Repeat the records below line by line, exactly, finishing on the line that contains "path has none.".

+++++

//! Stage execution types.

use std::path::{Path, PathBuf};

use serde::{Deserialize, Serialize};

use crate::job::{ErrorDescriptor, ErrorKind, Job};

/// Reference to a media file on the orchestrator host.
#[derive(Debug, Clone, PartialEq, Eq, Serialize, Deserialize)]
pub struct MediaRef {
    pub path: PathBuf,
    #[serde(default, skip_serializing_if = "Option::is_none")]
    pub size_bytes: Option<u64>,
}

impl MediaRef {
    pub fn new(path: impl Into<PathBuf>) -> Self {
        Self {
            path: path.into(),
            size_bytes: None,
        }
    }

    pub fn with_size(mut self, size_bytes: u64) -> Self {
        self.size_bytes = Some(size_bytes);
        self
    }

    pub fn path(&self) -> &Path {
        &self.path
    }

    /// File name as a string, empty when the path has none.
    pub fn file_name(&self) -> String {
        self.path
            .file_name()
            .map(|n| n.to_string_lossy().into_owned())
            .unwrap_or_default()
    }
}

/// What a successful stage produced.
#[derive(Debug, Clone, PartialEq, Default, Serialize, Deserialize)]
#[serde(tag = "type", content = "value", rename_all = "snake_case")]
pub enum StagePayload {
    #[default]
    None,
    Media(MediaRef),
    Metadata(serde_json::Value),
}

/// Uniform result of one stage execution.
#[derive(Debug, Clone, PartialEq, Serialize, Deserialize)]
pub struct StageOutcome {
    pub success: bool,
    pub error_kind: Option<ErrorKind>,
    pub retryable: bool,
    pub message: Option<String>,
    #[serde(default)]
    pub output: StagePayload,
}

impl StageOutcome {
    pub fn succeeded(output: StagePayload) -> Self {
        Self {
            success: true,
            error_kind: None,
            retryable: false,
            message: None,
            output,
        }
    }

    /// A failure the retry policy may retry.
    pub fn failed(kind: ErrorKind, message: impl Into<String>) -> Self {
        Self {
            success: false,
            error_kind: Some(kind),
            retryable: true,
            message: Some(message.into()),
            output: StagePayload::None,
        }
    }

    /// A failure that fails the job immediately.
    pub fn fatal(kind: ErrorKind, message: impl Into<String>) -> Self {
        Self {
            retryable: false,
            ..Self::failed(kind, message)
        }
    }

    pub fn cancelled() -> Self {
        Self::fatal(ErrorKind::Cancelled, "cancelled")
    }

    /// Error descriptor for a failed outcome; `fallback` names the kind used
    /// when the collaborator did not classify the failure.
    pub fn error(&self, fallback: ErrorKind) -> Option<ErrorDescriptor> {
        if self.success {
            return None;
        }
        let kind = self.error_kind.unwrap_or(fallback);
        Some(ErrorDescriptor::new(
            kind,
            self.message.clone().unwrap_or_default(),
        ))
    }
}

/// Everything a stage collaborator needs for one execution.
#[derive(Debug, Clone, PartialEq)]
pub struct StageInput {
    pub job_id: String,
    pub source_ref: String,
    /// 1-based counted attempt number this execution would be.
    pub attempt: u32,
    pub media: Option<MediaRef>,
    pub metadata: Option<serde_json::Value>,
    pub passwords: Vec<String>,
    pub dest_dir: Option<PathBuf>,
}

impl StageInput {
    pub fn from_job(job: &Job, attempt: u32) -> Self {
        Self {
            job_id: job.id.clone(),
            source_ref: job.source_ref.clone(),
            attempt,
            media: job.artifacts.current_media().cloned(),
            metadata: job.artifacts.metadata.clone(),
            passwords: job.options.ordered_passwords(),
            dest_dir: job.options.dest_dir.clone(),
        }
    }

    /// Password candidates starting at the one for this attempt, so that
    /// successive attempts lead with successive candidates.
    pub fn rotated_passwords(&self) -> Vec<String> {
        let mut passwords = self.passwords.clone();
        if !passwords.is_empty() {
            let shift = (self.attempt.saturating_sub(1) as usize) % passwords.len();
            passwords.rotate_left(shift);
        }
        passwords
    }
}
#[cfg(test)]
mod tests {
    use super::*;
    use crate::job::SqliteJobStore;
    use crate::orchestrator::StageConcurrency;
    use crate::stage::MediaRef;
    use chrono::Duration;

    fn scheduler_with(settings: SchedulerSettings) -> PipelineScheduler {
        let store = Arc::new(SqliteJobStore::in_memory().unwrap());
        PipelineScheduler::new(store, settings)
    }

    fn scheduler() -> PipelineScheduler {
        let mut s = scheduler_with(SchedulerSettings::default());
        s.register_worker(WorkerSpec::local("local", 2), Utc::now());
        s
    }

    fn success_for(stage: Stage) -> StageOutcome {
        match stage {
            Stage::Identify => {
                StageOutcome::succeeded(StagePayload::Metadata(serde_json::json!({"title": "Heat"})))
            }
            other => StageOutcome::succeeded(StagePayload::Media(MediaRef::new(format!(
                "/work/{}.mkv",
                other
            )))),
        }
    }

    fn report(dispatch: &Dispatch, outcome: StageOutcome) -> DispatchReport {
        DispatchReport {
            dispatch_id: dispatch.dispatch_id,
            job_id: dispatch.job_id.clone(),
            stage: dispatch.stage,
            outcome,
        }
    }

    fn single(s: &mut PipelineScheduler, now: DateTime<Utc>) -> Dispatch {
        let mut dispatches = s.tick(now).unwrap();
        assert_eq!(dispatches.len(), 1, "expected exactly one dispatch");
        dispatches.remove(0)
    }

    #[test]
    fn test_enqueue_then_status() {
        let mut s = scheduler();
        let now = Utc::now();
        let job = s.enqueue("/downloads/heat.mkv", JobOptions::default(), now).unwrap();

        let fetched = s.status(&job.id).unwrap();
        assert_eq!(fetched.stage, Stage::Acquire);
        assert_eq!(fetched.status, StageStatus::Pending);
    }

    #[test]
    fn test_happy_path_reaches_done() {
        let mut s = scheduler();
        let now = Utc::now();
        let job = s.enqueue("/downloads/heat.mkv", JobOptions::default(), now).unwrap();

        let mut stages = Vec::new();
        for _ in 0..5 {
            let d = single(&mut s, now);
            stages.push(d.stage);
            s.apply(report(&d, success_for(d.stage)), now).unwrap();
        }

        assert_eq!(stages, Stage::PIPELINE.to_vec());
        let done = s.status(&job.id).unwrap();
        assert_eq!(done.stage, Stage::Done);
        assert_eq!(done.status, StageStatus::Succeeded);
        assert!(done.last_error.is_none());
        assert_eq!(
            done.artifacts.placed,
            Some(MediaRef::new("/work/organize.mkv"))
        );
        assert_eq!(s.registry().get("local").unwrap().current_load, 0);
    }

    #[test]
    fn test_advance_on_running_job_is_noop() {
        let mut s = scheduler();
        let now = Utc::now();
        let job = s.enqueue("/in/a.mkv", JobOptions::default(), now).unwrap();
        let d = s.advance(&job.id, now).unwrap().unwrap();

        assert!(s.advance(&job.id, now).unwrap().is_none());
        assert!(s.tick(now).unwrap().is_empty());
        assert_eq!(s.in_flight_count(), 1);
        assert_eq!(s.status(&job.id).unwrap().status, StageStatus::Running);
        assert_eq!(d.attempt, 1);
    }

    #[test]
    fn test_blocked_encodes_do_not_starve_newer_jobs() {
        // No worker registered: every Encode job waits.
        let mut s = scheduler_with(SchedulerSettings::default());
        let now = Utc::now();
        for i in 0..40 {
            let mut job = Job::new(
                format!("/in/{}.mkv", i),
                JobOptions::default(),
                WorkerPreference::PreferRemote,
                now - Duration::seconds(100 - i),
            );
            job.stage = Stage::Encode;
            job.artifacts.extracted = Some(MediaRef::new(format!("/work/{}.mkv", i)));
            s.store().create(&job).unwrap();
        }
        let fresh = s.enqueue("/in/fresh.mkv", JobOptions::default(), now).unwrap();

        let d = single(&mut s, now);
        assert_eq!(d.job_id, fresh.id);
        assert_eq!(d.stage, Stage::Acquire);
        assert_eq!(s.status(&fresh.id).unwrap().status, StageStatus::Running);

        let waiting = JobFilter {
            stage: Some(Stage::Encode),
            status: Some(StageStatus::Pending),
            ..Default::default()
        };
        assert_eq!(s.store().count(&waiting).unwrap(), 40);
    }

    #[test]
    fn test_disabled_stages_are_skipped() {
        let settings = SchedulerSettings {
            stages: StagesConfig::default()
                .with_stage(Stage::Extract, false)
                .with_stage(Stage::Encode, false),
            ..Default::default()
        };
        let mut s = scheduler_with(settings);
        let now = Utc::now();
        let job = s.enqueue("/in/a.mkv", JobOptions::default(), now).unwrap();

        let d = single(&mut s, now);
        let after = s.apply(report(&d, success_for(d.stage)), now).unwrap().unwrap();
        assert_eq!(after.stage, Stage::Identify);
        assert_eq!(after.status, StageStatus::Pending);
        assert_eq!(s.status(&job.id).unwrap().attempts.encode, 0);
    }

    #[test]
    fn test_all_stages_disabled_completes_on_first_advance() {
        let mut stages = StagesConfig::default();
        for stage in Stage::PIPELINE {
            stages = stages.with_stage(stage, false);
        }
        let mut s = scheduler_with(SchedulerSettings {
            stages,
            ..Default::default()
        });
        let now = Utc::now();
        let job = s.enqueue("/in/a.mkv", JobOptions::default(), now).unwrap();

        assert!(s.tick(now).unwrap().is_empty());
        assert_eq!(s.status(&job.id).unwrap().stage, Stage::Done);
    }

    #[test]
    fn test_retry_backoff_then_give_up() {
        let mut s = scheduler();
        let start = Utc::now();
        let job = s.enqueue("/in/a.mkv", JobOptions::default(), start).unwrap();
        let initial = s.policy().config().initial_delay_secs as i64;

        let d = single(&mut s, start);
        let after = s
            .apply(report(&d, StageOutcome::failed(ErrorKind::AcquireError, "503")), start)
            .unwrap()
            .unwrap();
        assert_eq!(after.status, StageStatus::AwaitingRetry);
        assert_eq!(after.next_attempt_at, Some(start + Duration::seconds(initial)));
        assert_eq!(after.attempts.acquire, 1);

        // Not due yet.
        assert!(s.tick(start).unwrap().is_empty());

        let mut now = start;
        for _ in 0..2 {
            now += Duration::days(1);
            let d = single(&mut s, now);
            s.apply(report(&d, StageOutcome::failed(ErrorKind::AcquireError, "503")), now)
                .unwrap();
        }

        let failed = s.status(&job.id).unwrap();
        assert_eq!(failed.stage, Stage::Failed);
        assert_eq!(failed.failed_stage, Some(Stage::Acquire));
        assert_eq!(failed.attempts.acquire, 3);
        assert_eq!(failed.last_error.unwrap().kind, ErrorKind::AcquireError);
    }

    #[test]
    fn test_non_retryable_fails_immediately() {
        let mut s = scheduler();
        let now = Utc::now();
        let job = s.enqueue("/in/a.mkv", JobOptions::default(), now).unwrap();
        for _ in 0..3 {
            let d = single(&mut s, now);
            s.apply(report(&d, success_for(d.stage)), now).unwrap();
        }

        let d = single(&mut s, now);
        assert_eq!(d.stage, Stage::Identify);
        s.apply(
            report(&d, StageOutcome::fatal(ErrorKind::IdentifyAmbiguous, "two candidates")),
            now,
        )
        .unwrap();

        let failed = s.status(&job.id).unwrap();
        assert_eq!(failed.stage, Stage::Failed);
        assert_eq!(failed.attempts.identify, 1);
        let error = failed.last_error.unwrap();
        assert_eq!(error.kind, ErrorKind::IdentifyAmbiguous);
        assert_eq!(error.message, "two candidates");
    }

    #[test]
    fn test_encode_waits_without_worker() {
        let mut s = scheduler_with(SchedulerSettings::default());
        let now = Utc::now();
        let job = s.enqueue("/in/a.mkv", JobOptions::default(), now).unwrap();
        for _ in 0..2 {
            let d = single(&mut s, now);
            s.apply(report(&d, success_for(d.stage)), now).unwrap();
        }

        assert!(s.tick(now).unwrap().is_empty());
        let waiting = s.status(&job.id).unwrap();
        assert_eq!(waiting.stage, Stage::Encode);
        assert_eq!(waiting.status, StageStatus::Pending);
        assert_eq!(waiting.attempts.encode, 0);

        s.register_worker(WorkerSpec::local("local", 1), now);
        let d = single(&mut s, now);
        assert!(matches!(d.work, DispatchWork::Encode { ref worker_id, .. } if worker_id == "local"));
    }

    #[test]
    fn test_late_result_after_cancel_is_discarded() {
        let mut s = scheduler();
        let now = Utc::now();
        let job = s.enqueue("/in/a.mkv", JobOptions::default(), now).unwrap();
        let d = single(&mut s, now);

        let cancelled = s.cancel(&job.id, now).unwrap();
        assert!(d.cancel.is_cancelled());
        assert_eq!(cancelled.stage, Stage::Failed);
        assert_eq!(cancelled.last_error.as_ref().unwrap().kind, ErrorKind::Cancelled);

        assert!(s.apply(report(&d, success_for(d.stage)), now).unwrap().is_none());
        let after = s.status(&job.id).unwrap();
        assert_eq!(after.stage, Stage::Failed);
        assert_eq!(after.failed_stage, Some(Stage::Acquire));
    }

    #[test]
    fn test_cancel_terminal_job_is_rejected() {
        let mut s = scheduler();
        let now = Utc::now();
        let job = s.enqueue("/in/a.mkv", JobOptions::default(), now).unwrap();
        s.cancel(&job.id, now).unwrap();

        let err = s.cancel(&job.id, now).unwrap_err();
        assert!(matches!(err, JobError::InvalidState { .. }));
        assert!(matches!(s.cancel("missing", now), Err(JobError::NotFound(_))));
    }

    #[test]
    fn test_stage_and_global_caps() {
        let mut settings = SchedulerSettings::default();
        settings.orchestrator.stage_concurrency = StageConcurrency {
            acquire: 1,
            ..StageConcurrency::default()
        };
        let mut s = scheduler_with(settings);
        let now = Utc::now();
        for i in 0..3 {
            s.enqueue(format!("/in/{}.mkv", i), JobOptions::default(), now).unwrap();
        }
        assert_eq!(s.tick(now).unwrap().len(), 1);

        let mut settings = SchedulerSettings::default();
        settings.orchestrator.max_concurrent_dispatches = 2;
        let mut s = scheduler_with(settings);
        for i in 0..3 {
            s.enqueue(format!("/in/{}.mkv", i), JobOptions::default(), now).unwrap();
        }
        assert_eq!(s.tick(now).unwrap().len(), 2);
        assert!(s.tick(now).unwrap().is_empty());
    }

    #[test]
    fn test_priority_runs_first() {
        let mut settings = SchedulerSettings::default();
        settings.orchestrator.max_concurrent_dispatches = 1;
        let mut s = scheduler_with(settings);
        let now = Utc::now();
        s.enqueue("/in/low.mkv", JobOptions::default(), now).unwrap();
        let urgent = s
            .enqueue(
                "/in/urgent.mkv",
                JobOptions {
                    priority: 10,
                    ..Default::default()
                },
                now + Duration::seconds(1),
            )
            .unwrap();

        let d = single(&mut s, now + Duration::seconds(2));
        assert_eq!(d.job_id, urgent.id);
    }

    #[test]
    fn test_recover_resets_running_jobs() {
        let store: Arc<dyn JobStore> = Arc::new(SqliteJobStore::in_memory().unwrap());
        let now = Utc::now();
        let job_id = {
            let mut first = PipelineScheduler::new(Arc::clone(&store), SchedulerSettings::default());
            let job = first.enqueue("/in/a.mkv", JobOptions::default(), now).unwrap();
            single(&mut first, now);
            job.id
        };
        assert_eq!(store.get(&job_id).unwrap().unwrap().status, StageStatus::Running);

        let mut second = PipelineScheduler::new(Arc::clone(&store), SchedulerSettings::default());
        assert_eq!(second.recover(now).unwrap(), 1);

        let job = second.status(&job_id).unwrap();
        assert_eq!(job.status, StageStatus::Pending);
        assert_eq!(job.attempts.acquire, 0);
        assert_eq!(single(&mut second, now).job_id, job_id);
    }

    #[test]
    fn test_progress_only_for_current_dispatch() {
        let mut s = scheduler();
        let now = Utc::now();
        let job = s.enqueue("/in/a.mkv", JobOptions::default(), now).unwrap();
        let d = single(&mut s, now);

        let update = |dispatch_id| ProgressUpdate {
            dispatch_id,
            job_id: job.id.clone(),
            worker_id: "local".to_string(),
            percent: 42.0,
            eta_secs: Some(60),
        };
        s.record_progress(update(d.dispatch_id + 100), now).unwrap();
        assert!(s.status(&job.id).unwrap().progress.is_none());

        s.record_progress(update(d.dispatch_id), now).unwrap();
        assert_eq!(s.status(&job.id).unwrap().progress.unwrap().percent, 42.0);
    }

    #[test]
    fn test_summary_counts() {
        let mut s = scheduler();
        let now = Utc::now();
        let a = s.enqueue("/in/a.mkv", JobOptions::default(), now).unwrap();
        s.enqueue("/in/b.mkv", JobOptions::default(), now).unwrap();
        s.advance(&a.id, now).unwrap();

        let status = s.summary(true);
        assert!(status.running);
        assert_eq!(status.in_flight, 1);
        assert_eq!(status.in_flight_by_stage.get("acquire"), Some(&1));
        assert_eq!(status.running_count, 1);
        assert_eq!(status.pending_count, 1);
        assert_eq!(status.workers_total, 1);
        assert_eq!(status.workers_online, 1);
    }
}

+++++

» RESULT OF THE TASK:
//! Stage execution types.

use std::path::{Path, PathBuf};

use serde::{Deserialize, Serialize};

use crate::job::{ErrorDescriptor, ErrorKind, Job};

/// Reference to a media file on the orchestrator host.
#[derive(Debug, Clone, PartialEq, Eq, Serialize, Deserialize)]
pub struct MediaRef {
    pub path: PathBuf,
    #[serde(default, skip_serializing_if = "Option::is_none")]
    pub size_bytes: Option<u64>,
}

impl MediaRef {
    pub fn new(path: impl Into<PathBuf>) -> Self {
        Self {
            path: path.into(),
            size_bytes: None,
        }
    }

    pub fn with_size(mut self, size_bytes: u64) -> Self {
        self.size_bytes = Some(size_bytes);
        self
    }

    pub fn path(&self) -> &Path {
        &self.path
    }

    /// File name as a string, empty when the path has none.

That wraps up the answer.